Defining a feature backed by a vector database is very similar to defining other types of features in Feast. Specifically, we can use the FeatureView class with an Array type field. 

from datetime import timedelta
from feast import FeatureView
from feast.types import Array, Float32
from feast.field import Field

city_embeddings_feature_view = FeatureView(
    name="city_embeddings",
    entities=[item],
    schema=[
        Field(name="Embeddings", dtype=Array(Float32)),
    ],
    source=source,
    ttl=timedelta(hours=2),
)

(Setting up the feature store is exactly the same as with traditional features, so we omit those steps here. For a more in-depth look, or to try out vector feature functionality for yourself, visit the repo page.)

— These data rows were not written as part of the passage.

// Copyright 2026 the Stratum Authors
// SPDX-License-Identifier: Apache-2.0 OR MIT

//! In-memory event recording.
//!
//! [`RecordingObserver`] implements [`TreeObserver`] and appends every
//! notification to a `Vec<HierarchyEvent>` in arrival order. Tests assert on
//! the log; long-running tools can [`clear`](RecordingObserver::clear)
//! between phases.

use stratum_core::container::{ContainerId, RequestToken};
use stratum_core::observe::TreeObserver;

/// One recorded notification, in the order the tree delivered it.
#[derive(Clone, Copy, Debug, PartialEq, Eq)]
pub enum HierarchyEvent {
    /// A container gained or lost its parent.
    ParentChanged {
        /// The container that moved.
        child: ContainerId,
        /// Its parent before the mutation, if any.
        old_parent: Option<ContainerId>,
        /// Its parent after the mutation, if any.
        new_parent: Option<ContainerId>,
    },
    /// A descendant's bounds override changed; delivered once per strict
    /// ancestor.
    DescendantOverrideChanged {
        /// The ancestor receiving the notification.
        ancestor: ContainerId,
        /// The descendant whose override changed.
        descendant: ContainerId,
    },
    /// A descendant's orientation request reached a capable handler.
    DescendantOrientationChanged {
        /// The nearest capable ancestor.
        handler: ContainerId,
        /// Caller token, passed through untouched.
        token: Option<RequestToken>,
        /// The requesting container, passed through untouched.
        requester: Option<ContainerId>,
    },
    /// A child was told its parent resized.
    ParentResized {
        /// The affected child.
        child: ContainerId,
    },
}

/// A [`TreeObserver`] that appends every event to an in-memory log.
#[derive(Debug, Default)]
pub struct RecordingObserver {
    events: Vec<HierarchyEvent>,
}

impl RecordingObserver {
    /// Creates an empty recorder.
    #[must_use]
    pub fn new() -> Self {
        Self::default()
    }

    /// Returns the recorded events in arrival order.
    #[must_use]
    pub fn events(&self) -> &[HierarchyEvent] {
        &self.events
    }

    /// Consumes the recorder and returns the recorded events.
    #[must_use]
    pub fn into_events(self) -> Vec<HierarchyEvent> {
        self.events
    }

    /// Discards everything recorded so far.
    pub fn clear(&mut self) {
        self.events.clear();
    }
}

impl TreeObserver for RecordingObserver {
    fn parent_changed(
        &mut self,
        child: ContainerId,
        old_parent: Option<ContainerId>,
        new_parent: Option<ContainerId>,
    ) {
        self.events.push(HierarchyEvent::ParentChanged {
            child,
            old_parent,
            new_parent,
        });
    }

    fn descendant_override_changed(&mut self, ancestor: ContainerId, descendant: ContainerId) {
        self.events.push(HierarchyEvent::DescendantOverrideChanged {
            ancestor,
            descendant,
        });
    }

    fn descendant_orientation_changed(
        &mut self,
        handler: ContainerId,
        token: Option<RequestToken>,
        requester: Option<ContainerId>,
    ) {
        self.events.push(HierarchyEvent::DescendantOrientationChanged {
            handler,
            token,
            requester,
        });
    }

    fn parent_resized(&mut self, child: ContainerId) {
        self.events.push(HierarchyEvent::ParentResized { child });
    }
}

Feast typically does retrieval based on some primary key (defined in the entities parameter argument). For vector similarity search, we have dropped the entities parameter and use the online-stores native similarity search functionality using different metrics (e.g., cosine or euclidean distance) to find the k-nearest neighbors. The code below shows that we can easily convert text into an embedding, which can then be fed to Feast’s retrieve_online_documents method. The method returns matched document embedding vectors.

# Load embedding model and embed end-user query text
from batch_score_documents import run_model, TOKENIZER, MODEL
from transformers import AutoTokenizer, AutoModel

question = "the most populous city in the U.S. state of Texas?"

tokenizer = AutoTokenizer.from_pretrained(TOKENIZER)
model = AutoModel.from_pretrained(MODEL)
query_embedding = run_model(question, tokenizer, model)
query = query_embedding.detach().cpu().numpy().tolist()[0]

# Use Feast to match the end-users query to database vectors
from feast import FeatureStore
store = FeatureStore(repo_path=".")
features = store.retrieve_online_documents(
    feature="city_embeddings:Embeddings",
    query=query,
    top_k=5
).to_dict()

def print_online_features(features):
    for key, value in sorted(features.items()):
        print(key, " : ", value)

print_online_features(features)

Supported Vector Databases

The Feast development team has conducted preliminary testing with the following vector stores:

  • SQLite
  • Postgres with the PGVector extension
  • Elasticsearch

There are many more vector store solutions available, and we are excited about discovering how Feast may work with them to support vector feature use-cases. We welcome community contributions in this area–if you have any thoughts feel free to join the conversation on GitHub

Final Thoughts

Feast brings formal feature operations support to AI/ML teams, enabling them to produce models faster and at higher levels of quality. The need for feature store support naturally extends to vector embeddings as features from vector databases (i.e., online stores). 

Vector storage and retrieval is an active space with lots of development and solutions. We are excited by where the space is moving, and look forward to Feast’s role in operationalizing embedding vectors as first class features in the MLOps ecosystem.

If you are new to feature stores and MLOps, this is a great time to give Feast a try. Check out Feast documentation and the Feast GitHub page for more on getting started. 

Big thanks to Hao Xu and Francisco Javier Arceo for contributing and shipping this new Feature. We can’t wait to hear about your usage!